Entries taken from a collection
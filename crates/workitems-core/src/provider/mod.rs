//! Collaborator contracts and bundled providers
//!
//! - [`DataProvider`]: persistence and identifier allocation
//! - [`DescriptorProvider`]: source of work item descriptors
//! - [`ValueResolver`]: legal values of externally sourced value providers
//!
//! Implement these traits to plug in a real backend. The in-memory and
//! file-backed implementations here cover tests and small deployments.

use crate::error::{DescriptorError, ProviderError};
use async_trait::async_trait;
use workitems_model::{ValueProviderDescriptor, WorkItem, WorkItemDescriptor};

mod cache;
mod file;
mod memory;

pub use cache::{CachingValueResolver, ResolverCacheStats};
pub use file::FileDescriptorProvider;
pub use memory::{InMemoryDataProvider, InMemoryDescriptorProvider, InMemoryValueResolver};

/// Persistence backend for work items
///
/// Capability flags are checked by the manager before any call; a `false`
/// flag is a hard precondition failure.
#[cfg_attr(test, mockall::automock)]
#[async_trait]
pub trait DataProvider: Send + Sync {
    /// Whether reads are allowed
    fn can_read(&self) -> bool;

    /// Whether writes are allowed
    fn can_write(&self) -> bool;

    /// Allocate the next identifier of a project
    async fn next_number(&self, project_code: &str) -> Result<u64, ProviderError>;

    /// Fetch a work item, `None` when absent
    async fn get(&self, project_code: &str, id: &str) -> Result<Option<WorkItem>, ProviderError>;

    /// Persist a newly created work item
    async fn save_new(&self, work_item: &WorkItem) -> Result<(), ProviderError>;

    /// Persist a new snapshot of an existing work item
    async fn save_updated(&self, work_item: &WorkItem) -> Result<(), ProviderError>;
}

/// Source of every descriptor known to the environment
#[async_trait]
pub trait DescriptorProvider: Send + Sync {
    /// Enumerate all descriptors
    async fn load_all(&self) -> Result<Vec<WorkItemDescriptor>, DescriptorError>;
}

/// Resolution of externally sourced value lists
#[async_trait]
pub trait ValueResolver: Send + Sync {
    /// Current legal values of `provider` within `project_code`
    async fn resolve(
        &self,
        project_code: &str,
        provider: &ValueProviderDescriptor,
    ) -> Result<Vec<String>, ProviderError>;
}

/// Resolver for deployments without external value sources
///
/// Inline enumerations resolve; everything else is unsupported.
#[derive(Debug, Clone, Copy, Default)]
pub struct NoExternalValues;

#[async_trait]
impl ValueResolver for NoExternalValues {
    async fn resolve(
        &self,
        _project_code: &str,
        provider: &ValueProviderDescriptor,
    ) -> Result<Vec<String>, ProviderError> {
        match provider {
            ValueProviderDescriptor::Enum { values } => {
                Ok(values.iter().map(|v| v.value.clone()).collect())
            }
            other => Err(ProviderError::Unsupported(format!(
                "no resolver configured for {other:?}"
            ))),
        }
    }
}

Your objective - Look through the data above and return exactly the lines from the one that contains "fn can_write(&self) -> bool;" to the one that contains "created work item", inclusive, with nothing else.

Output of the task -
    fn can_write(&self) -> bool;

    /// Allocate the next identifier of a project
    async fn next_number(&self, project_code: &str) -> Result<u64, ProviderError>;

    /// Fetch a work item, `None` when absent
    async fn get(&self, project_code: &str, id: &str) -> Result<Option<WorkItem>, ProviderError>;

    /// Persist a newly created work item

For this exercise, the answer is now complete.